Editorial: Joe Riley helped city rebuild after Hugo: ‘This is different. We will be changed’

The Citadel Photo

As seen in The Post and Courier, by Steve Bailey

It will surprise no one that Joe Riley is busy amid the crisis.

Working out of the same second-floor office at 13A Broad St. where he started his law practice a half-century ago, just above where his dad ran his insurance agency, The Mayor teaches his spring course at The Citadel online, like college professors everywhere. Before the crisis, he had Jill Biden in to talk with his 18 cadets; now, he gives a remote PowerPoint presentation about working with Barack Obama to get Charleston Harbor deepened.

He’s also deep in the weeds (and the tabby samples) with the architects on a 100-foot-long water feature for the International African American Museum, where the water level will rise and fall with the tides in the harbor outside, revealing an abstract of enslaved people. “It’s going to be very powerful,” he says. And then there’s still the Riley Center for Livable Communities at the College of Charleston.

If, at 77, he’s a bit clunky with the technology, he’s making do like everyone else. “It enables me to stay productive and helpful,” Riley says almost in a whisper.

But as hard as he tries to maintain some normalcy — and most important stay optimistic — there is no missing that life has changed. When he drives along Broad to his office or looks down State Street from his second-floor window, there’s no one there. The streets are empty.

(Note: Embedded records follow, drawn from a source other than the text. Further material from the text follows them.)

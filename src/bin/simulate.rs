use std::path::PathBuf;
use std::time::{Duration, Instant};

use clap::Parser;

use isolation::enums::PLAYERS;
use isolation::players::PlayerKind;
use isolation::{play_game, EndReason, GameState, IsolationResult, SearchConfig};

/// Pits two Isolation strategies against each other.
#[derive(Parser, Debug)]
#[command(name = "simulate", version, about)]
struct Args {
    /// Strategy moving first
    #[arg(long, value_enum, default_value = "alphabeta")]
    player_one: PlayerKind,

    /// Strategy moving second
    #[arg(long, value_enum, default_value = "mcts")]
    player_two: PlayerKind,

    /// Number of games to play
    #[arg(short = 'n', long, default_value_t = 1)]
    games: u32,

    /// Per-move time limit in milliseconds
    #[arg(long, default_value_t = 150)]
    time_limit_ms: u64,

    #[arg(long, default_value_t = 7)]
    width: usize,

    #[arg(long, default_value_t = 7)]
    height: usize,

    /// JSON search configuration shared by both players
    #[arg(long)]
    config: Option<PathBuf>,

    /// Base seed for the randomized players, overriding the config file
    #[arg(long)]
    seed: Option<u64>,

    /// Print every game outcome as JSON
    #[arg(long)]
    json: bool,
}

fn main() -> IsolationResult<()> {
    env_logger::init();
    let args = Args::parse();

    let base_config = match &args.config {
        Some(path) => SearchConfig::load(path)?,
        None => SearchConfig::default(),
    };
    let board = GameState::new(args.width, args.height)?;
    let time_limit = Duration::from_millis(args.time_limit_ms);

    println!("Isolation Simulation");
    println!("====================");
    println!("  - Player one: {:?}", args.player_one);
    println!("  - Player two: {:?}", args.player_two);
    println!("  - Board: {}x{}", args.width, args.height);
    println!("  - Games: {}", args.games);
    println!("  - Time limit: {:?}", time_limit);

    let base_seed = args.seed.or(base_config.seed);
    let mut wins = [0u32; 2];
    let mut forfeits = 0u32;
    let mut total_moves = 0usize;
    let started = Instant::now();

    for game_num in 0..args.games {
        let seed_for =
            |offset: u64| base_seed.map(|seed| seed.wrapping_add(u64::from(game_num) * 2 + offset));
        let mut one = args.player_one.build(&with_seed(&base_config, seed_for(0)));
        let mut two = args.player_two.build(&with_seed(&base_config, seed_for(1)));

        let outcome = play_game(board.clone(), [one.as_mut(), two.as_mut()], time_limit);

        wins[outcome.winner.index()] += 1;
        total_moves += outcome.history.len();
        if outcome.reason != EndReason::NoLegalMoves {
            forfeits += 1;
        }

        if args.json {
            match serde_json::to_string(&outcome) {
                Ok(json) => println!("{}", json),
                Err(err) => log::error!("cannot serialize outcome: {}", err),
            }
        } else if args.games > 1 {
            println!(
                "Game {}: {} wins ({:?}) after {} moves",
                game_num + 1,
                outcome.winner,
                outcome.reason,
                outcome.history.len()
            );
        } else {
            print!("{}", outcome.final_state);
            println!("{} wins ({:?})", outcome.winner, outcome.reason);
        }
    }

    if args.games > 0 {
        println!("\nResults");
        println!("=======");
        let kinds = [args.player_one, args.player_two];
        for player in PLAYERS {
            let count = wins[player.index()];
            println!(
                "{} ({:?}): {} wins ({:.1}%)",
                player,
                kinds[player.index()],
                count,
                count as f64 / args.games as f64 * 100.0
            );
        }
        println!("Forfeits: {}", forfeits);
        println!(
            "Average moves per game: {:.1}",
            total_moves as f64 / args.games as f64
        );
        println!("Total time: {:?}", started.elapsed());
    }

    Ok(())
}

fn with_seed(config: &SearchConfig, seed: Option<u64>) -> SearchConfig {
    match seed {
        Some(seed) => config.clone().with_seed(seed),
        None => config.clone(),
    }
}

“This is different. It is very isolating,” Riley says, speaking safely on the phone, not in person. “And that is hard. With Hugo, it was just the opposite. It forced people out of their homes. Everyone was out of their homes, cooking on their grills with each other. It was nourishing and helpful in a time of suffering.”

Now, it’s our civic duty to do the right thing, to stay home in the crisis, Riley says. He thinks his successor, Mayor John Tecklenburg, was “very wise” to shut down the city. The threat is just too real: Riley has already lost one good friend to the virus, Jack West, a son of former Gov. John West and a fellow Citadel graduate (Class of ’70).

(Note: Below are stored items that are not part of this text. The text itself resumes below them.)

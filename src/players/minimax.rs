use std::time::Instant;

use log::{debug, warn};

use super::{BotPlayer, SearchStats};
use crate::clock::{Clock, Deadline};
use crate::config::SearchConfig;
use crate::enums::Move;
use crate::errors::{SearchError, SearchResult};
use crate::evaluation::Evaluator;
use crate::state::GameState;

/// Fixed-depth, full-width minimax player.
///
/// Runs a single search at `search_depth` each turn. If that search times out
/// the player falls back to the first legal move, since it holds no earlier
/// result.
pub struct MinimaxPlayer {
    config: SearchConfig,
    evaluator: Box<dyn Evaluator>,
    stats: SearchStats,
}

impl MinimaxPlayer {
    pub fn new(config: SearchConfig) -> Self {
        let evaluator = config.heuristic.build();
        Self::with_evaluator(config, evaluator)
    }

    pub fn with_evaluator(config: SearchConfig, evaluator: Box<dyn Evaluator>) -> Self {
        MinimaxPlayer {
            config,
            evaluator,
            stats: SearchStats::default(),
        }
    }

    /// Searches `depth` plies and returns the root score with the best move.
    ///
    /// The move is `None` only when the player to move is already stuck.
    pub fn minimax(
        &mut self,
        state: &GameState,
        depth: u32,
        deadline: &Deadline,
    ) -> SearchResult<(f64, Option<Move>)> {
        self.max_value(state, depth, deadline)
    }

    fn max_value(
        &mut self,
        state: &GameState,
        depth: u32,
        deadline: &Deadline,
    ) -> SearchResult<(f64, Option<Move>)> {
        deadline.check()?;
        self.stats.nodes += 1;

        let mover = state.active_player();
        if depth == 0 || state.is_loser(mover) {
            self.stats.leaf_evaluations += 1;
            return Ok((self.evaluator.score(state, mover), None));
        }

        let moves = non_empty_moves(state)?;
        let mut best_score = f64::NEG_INFINITY;
        let mut best_move = moves[0];
        for mv in moves {
            let (score, _) = self.min_value(&state.forecast_move(mv), depth - 1, deadline)?;
            if score > best_score {
                best_score = score;
                best_move = mv;
            }
        }
        Ok((best_score, Some(best_move)))
    }

    fn min_value(
        &mut self,
        state: &GameState,
        depth: u32,
        deadline: &Deadline,
    ) -> SearchResult<(f64, Option<Move>)> {
        deadline.check()?;
        self.stats.nodes += 1;

        // Scored from the opponent's side and negated
        let mover = state.active_player();
        if depth == 0 || state.is_loser(mover) {
            self.stats.leaf_evaluations += 1;
            return Ok((-self.evaluator.score(state, mover), None));
        }

        let moves = non_empty_moves(state)?;
        let mut best_score = f64::INFINITY;
        let mut best_move = moves[0];
        for mv in moves {
            let (score, _) = self.max_value(&state.forecast_move(mv), depth - 1, deadline)?;
            if score < best_score {
                best_score = score;
                best_move = mv;
            }
        }
        Ok((best_score, Some(best_move)))
    }
}

/// Legal moves of a position already known not to be lost.
pub(crate) fn non_empty_moves(state: &GameState) -> SearchResult<Vec<Move>> {
    let moves = state.legal_moves();
    if moves.is_empty() {
        return Err(SearchError::invariant(format!(
            "{} has no legal moves at ply {} but was not detected as the loser",
            state.active_player(),
            state.move_count()
        )));
    }
    Ok(moves)
}

impl Default for MinimaxPlayer {
    fn default() -> Self {
        Self::new(SearchConfig::default())
    }
}

impl BotPlayer for MinimaxPlayer {
    fn name(&self) -> &str {
        "minimax"
    }

    fn choose_move(
        &mut self,
        state: &GameState,
        clock: &dyn Clock,
    ) -> SearchResult<Option<Move>> {
        self.stats = SearchStats::default();
        let Some(&fallback) = state.legal_moves().first() else {
            return Ok(None);
        };

        let start = Instant::now();
        let depth = self.config.search_depth;
        let deadline = Deadline::new(clock, self.config.timer_threshold_ms);
        match self.minimax(state, depth, &deadline) {
            Ok((score, best)) => {
                self.stats.depth_completed = depth;
                debug!(
                    "minimax depth {} picked {:?} (score {}, {} nodes) in {:?}",
                    depth,
                    best,
                    score,
                    self.stats.nodes,
                    start.elapsed()
                );
                Ok(best.or(Some(fallback)))
            }
            Err(SearchError::Timeout { remaining_ms }) => {
                warn!(
                    "minimax timed out at depth {} with {:.1}ms left, playing {}",
                    depth, remaining_ms, fallback
                );
                Ok(Some(fallback))
            }
            Err(err) => Err(err),
        }
    }

    fn last_stats(&self) -> SearchStats {
        self.stats
    }
}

After Hugo, the greatest crisis of Riley’s four decades as mayor, the buildings were wrecked but the jobs remained, and Charleston rebounded stronger than ever. Today, the buildings all over the city stand eerily silent like the calm before some fearsome hurricane, but the jobs are gone, at least for now. Seismic events accelerate change, he says, but Charleston will recover again — and sooner and stronger than most people think.

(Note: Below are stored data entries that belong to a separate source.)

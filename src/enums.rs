use std::fmt;

use serde::{Deserialize, Serialize};

/// Knight-step offsets as (row, col) deltas. Legal move generation walks this
/// table in order, so it fixes the exploration order of every search.
pub const KNIGHT_OFFSETS: [(isize, isize); 8] = [
    (-2, -1),
    (-2, 1),
    (-1, -2),
    (-1, 2),
    (1, -2),
    (1, 2),
    (2, -1),
    (2, 1),
];

#[derive(Debug, Clone, Copy, PartialEq, Eq, Hash, Serialize, Deserialize)]
pub enum Player {
    One = 0,
    Two = 1,
}

pub const PLAYERS: [Player; 2] = [Player::One, Player::Two];

impl Player {
    pub fn opponent(self) -> Player {
        match self {
            Player::One => Player::Two,
            Player::Two => Player::One,
        }
    }

    pub fn index(self) -> usize {
        self as usize
    }
}

impl fmt::Display for Player {
    fn fmt(&self, f: &mut fmt::Formatter<'_>) -> fmt::Result {
        match self {
            Player::One => write!(f, "player one"),
            Player::Two => write!(f, "player two"),
        }
    }
}

/// A target cell. Moves and player locations share this type.
#[derive(Debug, Clone, Copy, PartialEq, Eq, Hash, PartialOrd, Ord, Serialize, Deserialize)]
pub struct Move {
    pub row: usize,
    pub col: usize,
}

impl Move {
    pub const fn new(row: usize, col: usize) -> Self {
        Move { row, col }
    }

    /// Cell reached by a (row, col) offset, if it does not underflow.
    pub fn offset(self, d_row: isize, d_col: isize) -> Option<Move> {
        let row = self.row.checked_add_signed(d_row)?;
        let col = self.col.checked_add_signed(d_col)?;
        Some(Move { row, col })
    }

    pub fn is_knight_step_from(self, other: Move) -> bool {
        let d_row = self.row.abs_diff(other.row);
        let d_col = self.col.abs_diff(other.col);
        (d_row == 1 && d_col == 2) || (d_row == 2 && d_col == 1)
    }
}

impl From<(usize, usize)> for Move {
    fn from((row, col): (usize, usize)) -> Self {
        Move { row, col }
    }
}

impl fmt::Display for Move {
    fn fmt(&self, f: &mut fmt::Formatter<'_>) -> fmt::Result {
        write!(f, "({}, {})", self.row, self.col)
    }
}

#[derive(Debug, Clone, Copy, PartialEq, Eq, Hash, Serialize, Deserialize)]
pub enum CellState {
    Empty,
    /// Visited earlier and left behind
    Blocked,
    Occupied(Player),
}

impl CellState {
    pub fn is_empty(self) -> bool {
        matches!(self, CellState::Empty)
    }
}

“I am an optimist,” he says. “The economy is good, and it will rebound. We will be changed; you don’t go through something like this without alterations. But the human spirit is resilient, and there is a special kindness in this community. We have seen it acted out in many ways.”

As the crisis has deepened, Professor Riley (Class of ’64) has used it to teach lessons in leadership and life, spelling them out in long weekly essays to his beloved cadets. Where to start in this class focused on the coming national election? The president’s leadership “or the lack thereof,” of course.

“The president shows a distressing lack of preparation and self-discipline,” Riley writes. “His press conferences go on from 1 1/2 to 2 hours. A good leader would present crisply, succinctly and truthfully. And his words would have more impact.”

And on and on he goes, pulling no punches. Donald Trump’s “lack of truthfulness is most alarming.” He spent too long minimizing the impact of the virus. He faults Trump for the country’s shortage of testing, ventilators and medical supplies and not being aggressive enough in invoking the Defense Production Act. For attacking the press.

“Here at The Citadel we learn that truthfulness is number one. He did not.”

In a separate essay the next week, Riley talked warmly of his friend Jack West. He concludes: “As we deal with this global deadly pandemic, we are confronted with our own mortality and we should use it as a reminder to use the life we have in the most positive way. Being alive gives you a chance to do two things every day: to be nice to people and to leave the world a better place. These are not my words, but words long ago read that I have found to be inspirational, perhaps now more than ever.”